Wysłany: Sob 22:38, 17 Mar 2007Temat postu: Odc. 2 Chomik tarapaty.....
W poprzednim odcinku.........
Czejść to ja.. .... o borze jakie długie i wielkie schody.... ........... abba baba babbab baba ...........O.M.G. CO TO ..........................
[Piosenka wstępna]
::Narrator::
Mike wielki nieustraszony chomik zobaczył małą wielką duszyczke stojącą na końcu sali do (abba ba a bababa) medytowania. Wielka wichura tylko powiększała strach i powiew firanek co zasłaniało widmo.
-eee.. Narrator wyluzuj to tylko straszny duch
::Narrator::
I dlatego się boje ..... .... O BOŻE To coś tu idzie........
- Borze jaka piękna niemoge się powstrzymać o śliczności ide do ciebie....

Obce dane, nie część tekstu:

// Composition tests: the whole pipeline from collector files on disk to
// stored weekly rankings.
//
// Files -> Preprocessor -> processed snapshot -> run_week -> ledger
// using a temp data dir and an in-memory store.

use std::fs;
use std::path::Path;

use chrono::NaiveDate;
use serde_json::json;

use toolrank::dictionary::genres::default_genres;
use toolrank::dictionary::Dictionary;
use toolrank::error::PipelineError;
use toolrank::matcher::pending::PendingMiner;
use toolrank::matcher::{MatchThresholds, Matcher};
use toolrank::pipeline::preprocess::{self, PreprocessReport, Preprocessor};
use toolrank::pipeline::weekly::{run_week, WeeklyParams};
use toolrank::sources::{SourceKind, SourceWeights};
use toolrank::store::models::ProcessedRow;
use toolrank::store::{SnapshotStore, SqliteStore};
use toolrank::week::WeekId;

const TOOLS: &str = r#"
[[tool]]
canonical = "Claude"
genre = "multi-ai"
variants = ["claude"]

[[tool]]
canonical = "ChatGPT"
genre = "multi-ai"
variants = ["chatgpt"]

[[tool]]
canonical = "Midjourney"
genre = "image"
variants = ["midjourney"]

[[tool]]
canonical = "Sora"
genre = "video"
variants = ["sora"]

[[tool]]
canonical = "Cursor"
genre = "coding"
match_mode = "exact_only"
variants = ["cursor"]

[[tool]]
canonical = "Python"
genre = "coding"
aggregate = false
variants = ["python"]
"#;

fn write_json(dir: &Path, rel: &str, value: serde_json::Value) {
    let path = dir.join(rel);
    fs::create_dir_all(path.parent().unwrap()).unwrap();
    fs::write(path, serde_json::to_string_pretty(&value).unwrap()).unwrap();
}

fn seed_collectors(dir: &Path) {
    write_json(
        dir,
        "reddit/weekly/reddit_20250613.json",
        json!([
            {
                "subreddit": "ClaudeAI",
                "title": "Claude is amazing",
                "selftext": "claude helped me refactor"
            },
            {"subreddit": "LocalLLaMA", "title": "weather", "selftext": ""}
        ]),
    );
    write_json(
        dir,
        "youtube/weekly/youtube_weekly_20250613.json",
        json!({
            "total_channels": 1,
            "channels": {
                "AI Explained": {
                    "videos": [
                        {
                            "title": "Sora video tests",
                            "description": "midjourney comparison",
                            "tags": ["sora"]
                        }
                    ]
                }
            }
        }),
    );
    write_json(
        dir,
        "rss/weekly/weekly_summary_20250613.json",
        json!({
            "week_start": "2025-06-09",
            "sites": {
                "techcrunch": [
                    {"title": "ChatGPT adds memory", "summary": "OpenAI ships chatgpt update"}
                ]
            }
        }),
    );
    write_json(
        dir,
        "aiweekly/weekly/aiweekly_20250613.json",
        json!({
            "rss_url": "https://aiweekly.co/issues.rss",
            "articles": [
                {"title": "Cursor raises", "content": "cursor python tooling"}
            ]
        }),
    );
}

fn preprocess_dir(dict: &Dictionary, data_dir: &Path) -> anyhow::Result<PreprocessReport> {
    let preprocessor = Preprocessor::new(
        Matcher::new(dict, MatchThresholds::default()),
        SourceWeights::default(),
        PendingMiner::new(),
    );
    preprocess::run(preprocessor, data_dir, 150)
}

fn date(y: i32, m: u32, d: u32) -> NaiveDate {
    NaiveDate::from_ymd_opt(y, m, d).unwrap()
}

fn week(s: &str) -> WeekId {
    s.parse().unwrap()
}

fn rows_for(tool: &str, count: u32) -> Vec<ProcessedRow> {
    vec![ProcessedRow::new(
        SourceKind::Rss,
        1.0,
        "",
        [(tool.to_string(), count)].into(),
        "weekly_summary.json",
    )]
}

// ============================================================
// Files -> processed snapshot
// ============================================================

#[test]
fn preprocess_reads_every_source_kind() {
    let tmp = tempfile::tempdir().unwrap();
    seed_collectors(tmp.path());
    let dict = Dictionary::from_toml_str(TOOLS).unwrap();

    let report = preprocess_dir(&dict, tmp.path()).unwrap();
    assert_eq!(report.files.len(), 4);
    assert_eq!(report.rows.len(), 4, "the weather post matches nothing");

    let by_kind = |kind: SourceKind| {
        report
            .rows
            .iter()
            .find(|r| r.source_kind == kind)
            .map(|r| r.matched_entities.clone())
            .unwrap()
    };
    // Canonical names count as aliases, so "Claude" and "claude" both hit.
    assert_eq!(by_kind(SourceKind::Reddit)["Claude"], 4);
    assert_eq!(by_kind(SourceKind::Youtube)["Sora"], 4);
    assert_eq!(by_kind(SourceKind::Youtube)["Midjourney"], 2);
    assert_eq!(by_kind(SourceKind::Rss)["ChatGPT"], 4);
    assert_eq!(by_kind(SourceKind::Aiweekly)["Cursor"], 4);

    for kind in SourceKind::ALL {
        let expected = if kind == SourceKind::Reddit { 2 } else { 1 };
        assert_eq!(report.per_source[&kind].records, expected);
    }
    assert!(report.pending.iter().any(|t| t.term == "weather"));
    assert!(report.pending.iter().any(|t| t.term == "OpenAI"));
}

#[test]
fn no_collector_files_is_a_no_op() {
    let tmp = tempfile::tempdir().unwrap();
    let dict = Dictionary::from_toml_str(TOOLS).unwrap();
    let err = preprocess_dir(&dict, tmp.path()).unwrap_err();
    assert!(matches!(
        err.downcast_ref::<PipelineError>(),
        Some(PipelineError::NoProcessableInput)
    ));
}

// ============================================================
// Files -> rankings
// ============================================================

#[test]
fn end_to_end_first_week() {
    let tmp = tempfile::tempdir().unwrap();
    seed_collectors(tmp.path());
    let dict = Dictionary::from_toml_str(TOOLS).unwrap();
    let store = SqliteStore::in_memory().unwrap();

    let report = preprocess_dir(&dict, tmp.path()).unwrap();
    preprocess::save(&store, date(2025, 6, 13), &report).unwrap();

    let genres = default_genres();
    let outcome =
        run_week(&store, &dict, &genres, week("2025-W24"), WeeklyParams::default()).unwrap();

    let got: Vec<(&str, u32, &str, f64, bool)> = outcome
        .rankings
        .iter()
        .map(|r| (r.genre.as_str(), r.rank, r.tool.as_str(), r.score, r.is_new))
        .collect();
    assert_eq!(
        got,
        vec![
            // Tie at 4.0 keeps dictionary order.
            ("multi-ai", 1, "Claude", 4.0, true),
            ("multi-ai", 2, "ChatGPT", 4.0, true),
            ("image", 1, "Midjourney", 2.0, true),
            ("video", 1, "Sora", 4.0, true),
            ("coding", 1, "Cursor", 4.0, true),
        ]
    );
    assert!(outcome.scores.iter().all(|s| s.tool != "Python"));
    assert_eq!(store.rankings(&week("2025-W24")).unwrap(), outcome.rankings);
}

#[test]
fn scenario_two_weeks_with_decay() {
    let dict = Dictionary::from_toml_str(TOOLS).unwrap();
    let store = SqliteStore::in_memory().unwrap();
    let genres = default_genres();
    let params = WeeklyParams {
        decay_factor: 0.3,
        ..WeeklyParams::default()
    };

    store.save_processed(date(2025, 6, 4), &rows_for("Claude", 10), &[]).unwrap();
    run_week(&store, &dict, &genres, week("2025-W23"), params).unwrap();

    store.save_processed(date(2025, 6, 11), &rows_for("Claude", 5), &[]).unwrap();
    let outcome = run_week(&store, &dict, &genres, week("2025-W24"), params).unwrap();

    assert!(outcome.had_history);
    let claude = outcome.rankings.iter().find(|r| r.tool == "Claude").unwrap();
    assert!((claude.score - 8.0).abs() < 1e-9);
    assert!(!claude.is_new);

    // The previous week is read, never rewritten.
    let w23 = store.weekly_scores(&week("2025-W23")).unwrap();
    assert_eq!(w23.len(), 1);
    assert_eq!(w23[0].score, 10.0);
}

#[test]
fn decayed_tool_without_mentions_is_not_new_and_keeps_ranking() {
    let dict = Dictionary::from_toml_str(TOOLS).unwrap();
    let store = SqliteStore::in_memory().unwrap();
    let genres = default_genres();
    let params = WeeklyParams {
        decay_factor: 1.0,
        ..WeeklyParams::default()
    };

    store.save_processed(date(2025, 6, 4), &rows_for("Sora", 3), &[]).unwrap();
    run_week(&store, &dict, &genres, week("2025-W23"), params).unwrap();

    store.save_processed(date(2025, 6, 11), &rows_for("Claude", 1), &[]).unwrap();
    let outcome = run_week(&store, &dict, &genres, week("2025-W24"), params).unwrap();

    let sora = outcome.rankings.iter().find(|r| r.tool == "Sora").unwrap();
    assert_eq!(sora.score, 3.0);
    assert!(!sora.is_new);
    let claude = outcome.rankings.iter().find(|r| r.tool == "Claude").unwrap();
    assert!(claude.is_new);
}

#[test]
fn missing_history_is_a_cold_start() {
    let dict = Dictionary::from_toml_str(TOOLS).unwrap();
    let store = SqliteStore::in_memory().unwrap();
    store.save_processed(date(2025, 6, 11), &rows_for("Claude", 2), &[]).unwrap();

    let params = WeeklyParams {
        decay_factor: 0.5,
        ..WeeklyParams::default()
    };
    let outcome = run_week(&store, &dict, &default_genres(), week("2025-W24"), params).unwrap();
    assert!(!outcome.had_history);
    assert_eq!(outcome.rankings.len(), 1);
    assert_eq!(outcome.rankings[0].score, 2.0);
}

#[test]
fn ranking_an_older_week_after_a_newer_one_is_refused() {
    let dict = Dictionary::from_toml_str(TOOLS).unwrap();
    let store = SqliteStore::in_memory().unwrap();
    let genres = default_genres();

    store.save_processed(date(2025, 6, 4), &rows_for("Claude", 1), &[]).unwrap();
    store.save_processed(date(2025, 6, 11), &rows_for("Claude", 1), &[]).unwrap();
    run_week(&store, &dict, &genres, week("2025-W24"), WeeklyParams::default()).unwrap();

    let err = run_week(&store, &dict, &genres, week("2025-W23"), WeeklyParams::default())
        .unwrap_err();
    assert!(matches!(
        err.downcast_ref::<PipelineError>(),
        Some(PipelineError::ClosedWeek { .. })
    ));
}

[chwila to duch] <- głos z serca.....
-ale piękny duch....
[ale duch]
-piękność
[duchol]
-boskość
[widmo]
-ehhh sam ze sobą sie kłuce
Wiem co zrobie
- hehehe HIHIHI HA HA HA! MIhahahahaha haha haha haha
chwila na czym ja to?? .... aha HAHAHAHAHAHA he hehe hehe hhee och ale sie spociłem
::Narrator::
Żałosne
- umówie sie z nią na randke....
::Narrator::
Jak chomik morze sie z duchem umówić do kina
Mega żałosne
-Zamknij się żesz .........
::Narrator::
Itak miałem wziąść urlop <foch>
-dobra teraz plany co do niej...
.
.
.
.
.
-eee... gdzie ona jest.... aaa jestem tu sam AAAAAAA!!!!!!!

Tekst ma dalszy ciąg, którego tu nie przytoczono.